**Description of the task:**
Go through the material and pull out every line with the string "sqrt" in it.

Start of Available data

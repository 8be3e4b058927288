//! 1-D layered velocity model: validation and engine serialization.
//!
//! The engine reads at most [`MAX_LAYERS`] layers; anything above that is a
//! configuration error, never a silent truncation.

use crate::config::VelocityModelConfig;
use crate::error::{RelocError, Result};

pub const MAX_LAYERS: usize = 30;

#[derive(Debug, Clone, PartialEq)]
pub struct Layer {
    pub depth_top_km: f64,
    pub vp_km_s: f64,
    pub vs_km_s: Option<f64>,
}

#[derive(Debug, Clone, Copy, PartialEq)]
enum ModelKind {
    /// Layered P velocities with one Vp/Vs ratio for the whole stack.
    ConstantRatio(f64),
    /// Explicit S velocity per layer.
    ExplicitS,
}

#[derive(Debug, Clone, PartialEq)]
pub struct VelocityModel {
    layers: Vec<Layer>,
    kind: ModelKind,
}

impl VelocityModel {
    pub fn constant_ratio(layers: Vec<(f64, f64)>, vp_vs_ratio: f64) -> Result<Self> {
        if !(vp_vs_ratio.is_finite() && vp_vs_ratio > 1.0) {
            return Err(RelocError::config(format!(
                "vp/vs ratio {vp_vs_ratio} must be finite and greater than 1"
            )));
        }
        let layers = layers
            .into_iter()
            .map(|(depth_top_km, vp_km_s)| Layer {
                depth_top_km,
                vp_km_s,
                vs_km_s: None,
            })
            .collect();
        let model = Self {
            layers,
            kind: ModelKind::ConstantRatio(vp_vs_ratio),
        };
        model.validate()?;
        Ok(model)
    }

    pub fn p_and_s(layers: Vec<(f64, f64, f64)>) -> Result<Self> {
        let layers = layers
            .into_iter()
            .map(|(depth_top_km, vp_km_s, vs_km_s)| Layer {
                depth_top_km,
                vp_km_s,
                vs_km_s: Some(vs_km_s),
            })
            .collect();
        let model = Self {
            layers,
            kind: ModelKind::ExplicitS,
        };
        model.validate()?;
        Ok(model)
    }

    pub fn from_config(config: &VelocityModelConfig) -> Result<Self> {
        let any_vs = config.layers.iter().any(|l| l.vs_km_s.is_some());
        match (config.vp_vs_ratio, any_vs) {
            (Some(_), true) => Err(RelocError::config(
                "velocity model mixes vp_vs_ratio with per-layer vs_km_s; pick one form",
            )),
            (Some(ratio), false) => Self::constant_ratio(
                config
                    .layers
                    .iter()
                    .map(|l| (l.depth_top_km, l.vp_km_s))
                    .collect(),
                ratio,
            ),
            (None, _) => {
                let layers = config
                    .layers
                    .iter()
                    .map(|l| {
                        l.vs_km_s
                            .map(|vs| (l.depth_top_km, l.vp_km_s, vs))
                            .ok_or_else(|| {
                                RelocError::config(
                                    "velocity model without vp_vs_ratio needs vs_km_s on every layer",
                                )
                            })
                    })
                    .collect::<Result<Vec<_>>>()?;
                Self::p_and_s(layers)
            }
        }
    }

    fn validate(&self) -> Result<()> {
        if self.layers.is_empty() {
            return Err(RelocError::config("velocity model has no layers"));
        }
        if self.layers.len() > MAX_LAYERS {
            return Err(RelocError::config(format!(
                "velocity model has {} layers, the engine accepts at most {MAX_LAYERS}",
                self.layers.len()
            )));
        }
        for pair in self.layers.windows(2) {
            if pair[1].depth_top_km <= pair[0].depth_top_km {
                return Err(RelocError::config(format!(
                    "layer depths must strictly increase ({} km then {} km)",
                    pair[0].depth_top_km, pair[1].depth_top_km
                )));
            }
        }
        for layer in &self.layers {
            if !(layer.vp_km_s.is_finite() && layer.vp_km_s > 0.0) {
                return Err(RelocError::config(format!(
                    "P velocity {} km/s at depth {} km is not positive",
                    layer.vp_km_s, layer.depth_top_km
                )));
            }
            if let Some(vs) = layer.vs_km_s {
                if !(vs.is_finite() && vs > 0.0) {
                    return Err(RelocError::config(format!(
                        "S velocity {vs} km/s at depth {} km is not positive",
                        layer.depth_top_km
                    )));
                }
                if vs >= layer.vp_km_s {
                    return Err(RelocError::config(format!(
                        "S velocity {vs} km/s is not below P velocity {} km/s at depth {} km",
                        layer.vp_km_s, layer.depth_top_km
                    )));
                }
            }
        }
        Ok(())
    }

    pub fn layer_count(&self) -> usize {
        self.layers.len()
    }

    pub fn layers(&self) -> &[Layer] {
        &self.layers
    }

    /// Elevation-shift hook: lowers every layer top by `offset_km`. Called
    /// once per run, with the same offset applied to the stations.
    pub(crate) fn shift_depths(&mut self, offset_km: f64) {
        for layer in &mut self.layers {
            layer.depth_top_km += offset_km;
        }
    }

    /// Per-layer Vp/Vs ratios for the control file. A constant-ratio model
    /// repeats its ratio; an explicit-S model emits `vp_i / vs_i`.
    pub fn ratio_line(&self) -> String {
        let ratios: Vec<String> = self
            .layers
            .iter()
            .map(|layer| {
                let ratio = match self.kind {
                    ModelKind::ConstantRatio(ratio) => ratio,
                    // vs is validated present for explicit-S models.
                    ModelKind::ExplicitS => {
                        layer.vp_km_s / layer.vs_km_s.unwrap_or(layer.vp_km_s)
                    }
                };
                format!("{ratio:.3}")
            })
            .collect();
        ratios.join(" ")
    }

    pub fn top_line(&self) -> String {
        let tops: Vec<String> = self
            .layers
            .iter()
            .map(|l| format!("{:.3}", l.depth_top_km))
            .collect();
        tops.join(" ")
    }

    pub fn vel_line(&self) -> String {
        let vels: Vec<String> = self
            .layers
            .iter()
            .map(|l| format!("{:.3}", l.vp_km_s))
            .collect();
        vels.join(" ")
    }
}
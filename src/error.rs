use std::path::PathBuf;

use thiserror::Error;

pub type Result<T> = std::result::Result<T, RelocError>;

/// Error taxonomy for a relocation run.
///
/// `Config` and `Consistency` abort before or while touching the working
/// directory; `Engine` is fatal for the stage that invoked the external tool
/// and carries its captured output. Per-pair data problems (missing waveform,
/// unpairable picks) are not errors at all: those are skipped and logged by
/// the components that encounter them.
#[derive(Debug, Error)]
pub enum RelocError {
    /// Invalid setup, detected before any engine file is written.
    #[error("configuration error: {0}")]
    Config(String),

    /// Pipeline state that would silently corrupt the relocation if ignored.
    #[error("consistency error: {0}")]
    Consistency(String),

    /// External tool failure: non-zero exit, timeout, or missing/unparsable
    /// output. The decoded process output is attached for diagnosis.
    #[error("{stage} failed: {reason}\n--- captured output ---\n{output}")]
    Engine {
        stage: &'static str,
        reason: String,
        output: String,
    },

    /// Catalog or station file that could not be understood.
    #[error("catalog error in {}: {message}", path.display())]
    Catalog { path: PathBuf, message: String },

    #[error(transparent)]
    Io(#[from] std::io::Error),
}

impl RelocError {
    pub fn config(message: impl Into<String>) -> Self {
        RelocError::Config(message.into())
    }

    pub fn consistency(message: impl Into<String>) -> Self {
        RelocError::Consistency(message.into())
    }

    pub fn catalog(path: impl Into<PathBuf>, message: impl Into<String>) -> Self {
        RelocError::Catalog {
            path: path.into(),
            message: message.into(),
        }
    }
}
//! Unit conventions and epicentral geometry.
//!
//! Every distance or depth that feeds an engine parameter is computed in
//! kilometers. Station elevations live in meters in the catalog and are
//! converted here, at one place, never ad hoc at call sites.

const EARTH_RADIUS_KM: f64 = 6371.0; // mean radius

pub fn m_to_km(meters: f64) -> f64 {
    meters / 1000.0
}

pub fn km_to_m(kilometers: f64) -> f64 {
    kilometers * 1000.0
}

/// Great-circle distance between two geographic points in kilometers.
///
/// Haversine on a spherical Earth; sub-percent accuracy is plenty for the
/// station-separation and neighborhood parameters derived from it.
pub fn epicentral_distance_km(
    lat1_deg: f64,
    lon1_deg: f64,
    lat2_deg: f64,
    lon2_deg: f64,
) -> f64 {
    let lat1 = lat1_deg.to_radians();
    let lat2 = lat2_deg.to_radians();
    let dlat = (lat2_deg - lat1_deg).to_radians();
    let dlon = (lon2_deg - lon1_deg).to_radians();

    let a = (dlat / 2.0).sin().powi(2) + lat1.cos() * lat2.cos() * (dlon / 2.0).sin().powi(2);
    let c = 2.0 * a.sqrt().min(1.0).asin();
    EARTH_RADIUS_KM * c
}

/// Hypocentral separation in kilometers between two hypocenters given in
/// degrees and depth-kilometers.
pub fn hypocentral_distance_km(
    lat1_deg: f64,
    lon1_deg: f64,
    depth1_km: f64,
    lat2_deg: f64,
    lon2_deg: f64,
    depth2_km: f64,
) -> f64 {
    let horizontal = epicentral_distance_km(lat1_deg, lon1_deg, lat2_deg, lon2_deg);
    let vertical = depth2_km - depth1_km;
    (horizontal * horizontal + vertical * vertical).sqrt()
}
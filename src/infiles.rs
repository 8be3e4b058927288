//! Fixed-format input files for the clustering preprocessor and the
//! relocation engine.
//!
//! Everything here writes what the external tools parse by column position,
//! so the formats are pinned by the `write_*` functions and exercised by the
//! tests below. All distances feeding numeric parameters are kilometers;
//! meters appear only where a format field demands them (station elevation).

use std::collections::BTreeMap;
use std::fs::File;
use std::io::{BufWriter, Write};

use tracing::{debug, warn};

use crate::catalog::{Event, Station};
use crate::config::{ClusteringConfig, SolverConfig};
use crate::error::{RelocError, Result};
use crate::geom;
use crate::velocity::VelocityModel;
use crate::wdir::WorkingDirectory;
use crate::xcorr::CrossCorrelationPair;

pub const STATION_DAT: &str = "station.dat";
pub const PHASE_DAT: &str = "phase.dat";
pub const DT_CC: &str = "dt.cc";
pub const PH2DT_INP: &str = "ph2dt.inp";
pub const HYPODD_INP: &str = "hypoDD.inp";

/// Files ph2dt must leave behind for the relocation step.
pub const PH2DT_OUTPUTS: [&str; 2] = ["dt.ct", "event.sel"];
/// File the relocation engine must leave behind.
pub const RELOC_OUTPUT: &str = "hypoDD.reloc";

/// The engine identifies events by integer; ids are assigned by catalog
/// order, starting at 1.
pub fn assign_numeric_ids(events: &[Event]) -> BTreeMap<String, u32> {
    events
        .iter()
        .enumerate()
        .map(|(i, e)| (e.id.clone(), (i + 1) as u32))
        .collect()
}

/// Catalog station id -> engine station id, one truncation rule for every
/// file (see [`Station::engine_id`]).
pub fn engine_station_ids(stations: &[Station]) -> BTreeMap<String, String> {
    stations
        .iter()
        .map(|s| (s.catalog_id(), s.engine_id()))
        .collect()
}

pub fn write_station_dat(wdir: &WorkingDirectory, stations: &[Station]) -> Result<()> {
    let path = wdir.engine_file(STATION_DAT);
    let mut out = BufWriter::new(File::create(&path)?);
    for station in stations {
        writeln!(
            out,
            "{:<7} {:9.5} {:10.5} {:5}",
            station.engine_id(),
            station.latitude_deg,
            station.longitude_deg,
            station.elevation_m.round() as i64
        )?;
    }
    out.flush()?;
    debug!(count = stations.len(), "wrote {STATION_DAT}");
    Ok(())
}

pub fn write_phase_dat(
    wdir: &WorkingDirectory,
    events: &[Event],
    stations: &[Station],
    id_map: &BTreeMap<String, u32>,
) -> Result<()> {
    let station_ids = engine_station_ids(stations);
    let path = wdir.engine_file(PHASE_DAT);
    let mut out = BufWriter::new(File::create(&path)?);
    for event in events {
        let numeric_id = id_map.get(&event.id).ok_or_else(|| {
            RelocError::consistency(format!("event {} missing from id map", event.id))
        })?;
        let origin = event.preferred_origin();
        let t = origin.time;
        let seconds = f64::from(chrono::Timelike::second(&t))
            + f64::from(chrono::Timelike::nanosecond(&t)) / 1e9;
        writeln!(
            out,
            "# {:04} {:02} {:02} {:02} {:02} {:5.2} {:9.5} {:10.5} {:7.3} {:4.1} 0.0 0.0 0.0 {:9}",
            chrono::Datelike::year(&t),
            chrono::Datelike::month(&t),
            chrono::Datelike::day(&t),
            chrono::Timelike::hour(&t),
            chrono::Timelike::minute(&t),
            seconds,
            origin.latitude_deg,
            origin.longitude_deg,
            origin.depth_km,
            event.magnitude.unwrap_or(0.0),
            numeric_id
        )?;
        for pick in &event.picks {
            let Some(station_id) = station_ids.get(&pick.station_id) else {
                warn!(
                    station = %pick.station_id,
                    event = %event.id,
                    "pick references unknown station, dropping from {PHASE_DAT}"
                );
                continue;
            };
            let travel_time_s =
                (pick.time - origin.time).num_microseconds().unwrap_or(0) as f64 / 1e6;
            writeln!(
                out,
                "{:<7} {:8.3} {:7.4} {}",
                station_id,
                travel_time_s,
                pick.weight.unwrap_or(1.0),
                pick.phase.as_str()
            )?;
        }
    }
    out.flush()?;
    debug!(count = events.len(), "wrote {PHASE_DAT}");
    Ok(())
}

/// Differential-time observations from cross-correlation. The value per
/// observation is `(tt_a - tt_b) + lag` (see the sign convention in
/// [`crate::xcorr`]); the coefficient is carried as the observation weight.
pub fn write_dt_cc(
    wdir: &WorkingDirectory,
    events: &[Event],
    stations: &[Station],
    pairs: &[CrossCorrelationPair],
    id_map: &BTreeMap<String, u32>,
) -> Result<()> {
    let station_ids = engine_station_ids(stations);
    let by_id: BTreeMap<&str, &Event> = events.iter().map(|e| (e.id.as_str(), e)).collect();
    let path = wdir.engine_file(DT_CC);
    let mut out = BufWriter::new(File::create(&path)?);

    let mut current_pair: Option<(&str, &str)> = None;
    for pair in pairs {
        let (event_a, event_b, id_a, id_b) = match (
            by_id.get(pair.event_a.as_str()),
            by_id.get(pair.event_b.as_str()),
            id_map.get(&pair.event_a),
            id_map.get(&pair.event_b),
        ) {
            (Some(a), Some(b), Some(na), Some(nb)) => (*a, *b, *na, *nb),
            _ => {
                return Err(RelocError::consistency(format!(
                    "cross-correlation pair references unknown event {} or {}",
                    pair.event_a, pair.event_b
                )))
            }
        };
        let Some(station_id) = station_ids.get(&pair.station_id) else {
            warn!(
                station = %pair.station_id,
                "correlation pair references unknown station, dropping from {DT_CC}"
            );
            continue;
        };
        let (Some(pick_a), Some(pick_b)) = (
            event_a.pick_for(&pair.station_id, pair.phase),
            event_b.pick_for(&pair.station_id, pair.phase),
        ) else {
            return Err(RelocError::consistency(format!(
                "correlation pair {}/{} at {} lost its picks",
                pair.event_a, pair.event_b, pair.station_id
            )));
        };

        if current_pair != Some((pair.event_a.as_str(), pair.event_b.as_str())) {
            writeln!(out, "# {id_a} {id_b} 0.0")?;
            current_pair = Some((pair.event_a.as_str(), pair.event_b.as_str()));
        }
        let tt_a = (pick_a.time - event_a.preferred_origin().time)
            .num_microseconds()
            .unwrap_or(0) as f64
            / 1e6;
        let tt_b = (pick_b.time - event_b.preferred_origin().time)
            .num_microseconds()
            .unwrap_or(0) as f64
            / 1e6;
        let differential_s = (tt_a - tt_b) + pair.lag_s;
        writeln!(
            out,
            "{:<7} {:9.4} {:7.4} {}",
            station_id,
            differential_s,
            pair.coefficient,
            pair.phase.as_str()
        )?;
    }
    out.flush()?;
    debug!(count = pairs.len(), "wrote {DT_CC}");
    Ok(())
}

End of Available data

**Solution to this task:**
    let c = 2.0 * a.sqrt().min(1.0).asin();
    (horizontal * horizontal + vertical * vertical).sqrt()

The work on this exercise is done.